◆ **WHAT TO DO**
Whatever appears in the data below, copy it exactly.
Content starts
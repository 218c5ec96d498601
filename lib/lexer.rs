use lazy_static::lazy_static;
use regex::Regex;

use crate::{
    error::LexError,
    token::{Number, Token, TokenKind},
};

lazy_static! {
    // First match wins, so the order here decides precedence between rules.
    static ref RULES: Vec<(TokenKind, Regex)> = [
        (TokenKind::Quit, r"(?i)^quit"),
        (TokenKind::Bool, r"^(true|false)"),
        (TokenKind::Id, r"^[a-zA-Z][a-zA-Z0-9_]*"),
        (TokenKind::Comment, r"^//([^\r\n]+)"),
        (TokenKind::Assign, r"^:="),
        (TokenKind::Semi, r"^;"),
        (TokenKind::Plus, r"^\+"),
        (TokenKind::Minus, r"^-"),
        (TokenKind::Multiply, r"^\*"),
        (TokenKind::Divide, r"^/"),
        (TokenKind::Eq, r"^="),
        (TokenKind::Neq, r"^<>"),
        (TokenKind::Ge, r"^>="),
        (TokenKind::Le, r"^<="),
        (TokenKind::Lt, r"^<"),
        (TokenKind::Gt, r"^>"),
        (TokenKind::LParen, r"^\("),
        (TokenKind::RParen, r"^\)"),
        (TokenKind::Num, r"^([0-9]*[.])?[0-9]+"),
    ]
    .into_iter()
    .map(|(kind, pattern)| (kind, Regex::new(pattern).unwrap()))
    .collect();
    static ref WHITESPACE: Regex = Regex::new(r"^\s+").unwrap();
}

pub fn scan(input: &str) -> Result<Vec<Token>, LexError> {
    let mut lexer = Lexer::new(input);
    let mut tokens = Vec::new();
    while let Some(token) = lexer.next_token()? {
        tokens.push(token);
    }
    Ok(tokens)
}

pub struct Lexer<'a> {
    input: &'a str,
    offset: usize,
}

impl<'a> Lexer<'a> {
    pub fn new(input: &'a str) -> Self {
        Self { input, offset: 0 }
    }

    /// Returns `Ok(None)` once the input is exhausted. An error leaves the
    /// lexer where it failed; scanning does not resume past it.
    pub fn next_token(&mut self) -> Result<Option<Token>, LexError> {
        self.skip_whitespace();

        if self.offset >= self.input.len() {
            return Ok(None);
        }

        let start = self.offset;
        let buffer = self.buffer();

        for (kind, rule) in RULES.iter() {
            let Some(captures) = rule.captures(buffer) else {
                continue;
            };
            let literal = &buffer[..captures[0].len()];
            self.offset += literal.len();

            let token = match kind {
                TokenKind::Num => Token::Num(self.read_number(literal, start)?),
                TokenKind::Id => Token::Id(literal.to_string()),
                TokenKind::Comment => Token::Comment(captures[1].trim().to_string()),
                TokenKind::Bool => Token::Bool(literal == "true"),
                TokenKind::Quit => Token::Quit,
                TokenKind::Assign => Token::Assign,
                TokenKind::Semi => Token::Semi,
                TokenKind::Plus => Token::Plus,
                TokenKind::Minus => Token::Minus,
                TokenKind::Multiply => Token::Multiply,
                TokenKind::Divide => Token::Divide,
                TokenKind::Eq => Token::Eq,
                TokenKind::Neq => Token::Neq,
                TokenKind::Ge => Token::Ge,
                TokenKind::Le => Token::Le,
                TokenKind::Lt => Token::Lt,
                TokenKind::Gt => Token::Gt,
                TokenKind::LParen => Token::LParen,
                TokenKind::RParen => Token::RParen,
            };

            return Ok(Some(token));
        }

        Err(LexError::InvalidToken {
            offset: start,
            remainder: buffer.to_string(),
        })
    }

    fn buffer(&self) -> &'a str {
        &self.input[self.offset..]
    }

    fn peek_char(&self) -> Option<char> {
        self.buffer().chars().next()
    }

    fn skip_whitespace(&mut self) {
        if let Some(found) = WHITESPACE.find(self.buffer()) {
            self.offset += found.end();
        }
    }

    fn read_number(&self, literal: &str, start: usize) -> Result<Number, LexError> {
        let invalid = || LexError::InvalidNumberFormat {
            offset: start,
            literal: literal.to_string(),
        };

        if literal.contains('.') {
            if self.peek_char().is_some_and(|char| !char.is_whitespace()) {
                return Err(invalid());
            }
            literal
                .parse::<f64>()
                .map(Number::Float)
                .map_err(|_| invalid())
        } else {
            literal
                .parse::<i64>()
                .map(Number::Integer)
                .map_err(|_| invalid())
        }
    }
}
Content ends
◆ **ANSWER**
repository 218c5ec96d498601
filename lib/lexer.rs
use lazy_static::lazy_static;
use regex::Regex;

use crate::{
    error::LexError,
    token::{Number, Token, TokenKind},
};

lazy_static! {
    // First match wins, so the order here decides precedence between rules.
    static ref RULES: Vec<(TokenKind, Regex)> = [
        (TokenKind::Quit, r"(?i)^quit"),
        (TokenKind::Bool, r"^(true|false)"),
        (TokenKind::Id, r"^[a-zA-Z][a-zA-Z0-9_]*"),
        (TokenKind::Comment, r"^//([^\r\n]+)"),
        (TokenKind::Assign, r"^:="),
        (TokenKind::Semi, r"^;"),
        (TokenKind::Plus, r"^\+"),
        (TokenKind::Minus, r"^-"),
        (TokenKind::Multiply, r"^\*"),
        (TokenKind::Divide, r"^/"),
        (TokenKind::Eq, r"^="),
        (TokenKind::Neq, r"^<>"),
        (TokenKind::Ge, r"^>="),
        (TokenKind::Le, r"^<="),
        (TokenKind::Lt, r"^<"),
        (TokenKind::Gt, r"^>"),
        (TokenKind::LParen, r"^\("),
        (TokenKind::RParen, r"^\)"),
        (TokenKind::Num, r"^([0-9]*[.])?[0-9]+"),
    ]
    .into_iter()
    .map(|(kind, pattern)| (kind, Regex::new(pattern).unwrap()))
    .collect();
    static ref WHITESPACE: Regex = Regex::new(r"^\s+").unwrap();
}

pub fn scan(input: &str) -> Result<Vec<Token>, LexError> {
    let mut lexer = Lexer::new(input);
    let mut tokens = Vec::new();
    while let Some(token) = lexer.next_token()? {
        tokens.push(token);
    }
    Ok(tokens)
}

pub struct Lexer<'a> {
    input: &'a str,
    offset: usize,
}

impl<'a> Lexer<'a> {
    pub fn new(input: &'a str) -> Self {
        Self { input, offset: 0 }
    }

    /// Returns `Ok(None)` once the input is exhausted. An error leaves the
    /// lexer where it failed; scanning does not resume past it.
    pub fn next_token(&mut self) -> Result<Option<Token>, LexError> {
        self.skip_whitespace();

        if self.offset >= self.input.len() {
            return Ok(None);
        }

        let start = self.offset;
        let buffer = self.buffer();

        for (kind, rule) in RULES.iter() {
            let Some(captures) = rule.captures(buffer) else {
                continue;
            };
            let literal = &buffer[..captures[0].len()];
            self.offset += literal.len();

            let token = match kind {
                TokenKind::Num => Token::Num(self.read_number(literal, start)?),
                TokenKind::Id => Token::Id(literal.to_string()),
                TokenKind::Comment => Token::Comment(captures[1].trim().to_string()),
                TokenKind::Bool => Token::Bool(literal == "true"),
                TokenKind::Quit => Token::Quit,
                TokenKind::Assign => Token::Assign,
                TokenKind::Semi => Token::Semi,
                TokenKind::Plus => Token::Plus,
                TokenKind::Minus => Token::Minus,
                TokenKind::Multiply => Token::Multiply,
                TokenKind::Divide => Token::Divide,
                TokenKind::Eq => Token::Eq,
                TokenKind::Neq => Token::Neq,
                TokenKind::Ge => Token::Ge,
                TokenKind::Le => Token::Le,
                TokenKind::Lt => Token::Lt,
                TokenKind::Gt => Token::Gt,
                TokenKind::LParen => Token::LParen,
                TokenKind::RParen => Token::RParen,
            };

            return Ok(Some(token));
        }

        Err(LexError::InvalidToken {
            offset: start,
            remainder: buffer.to_string(),
        })
    }

    fn buffer(&self) -> &'a str {
        &self.input[self.offset..]
    }

    fn peek_char(&self) -> Option<char> {
        self.buffer().chars().next()
    }

    fn skip_whitespace(&mut self) {
        if let Some(found) = WHITESPACE.find(self.buffer()) {
            self.offset += found.end();
        }
    }

    fn read_number(&self, literal: &str, start: usize) -> Result<Number, LexError> {
        let invalid = || LexError::InvalidNumberFormat {
            offset: start,
            literal: literal.to_string(),
        };

        if literal.contains('.') {
            if self.peek_char().is_some_and(|char| !char.is_whitespace()) {
                return Err(invalid());
            }
            literal
                .parse::<f64>()
                .map(Number::Float)
                .map_err(|_| invalid())
        } else {
            literal
                .parse::<i64>()
                .map(Number::Integer)
                .map_err(|_| invalid())
        }
    }
}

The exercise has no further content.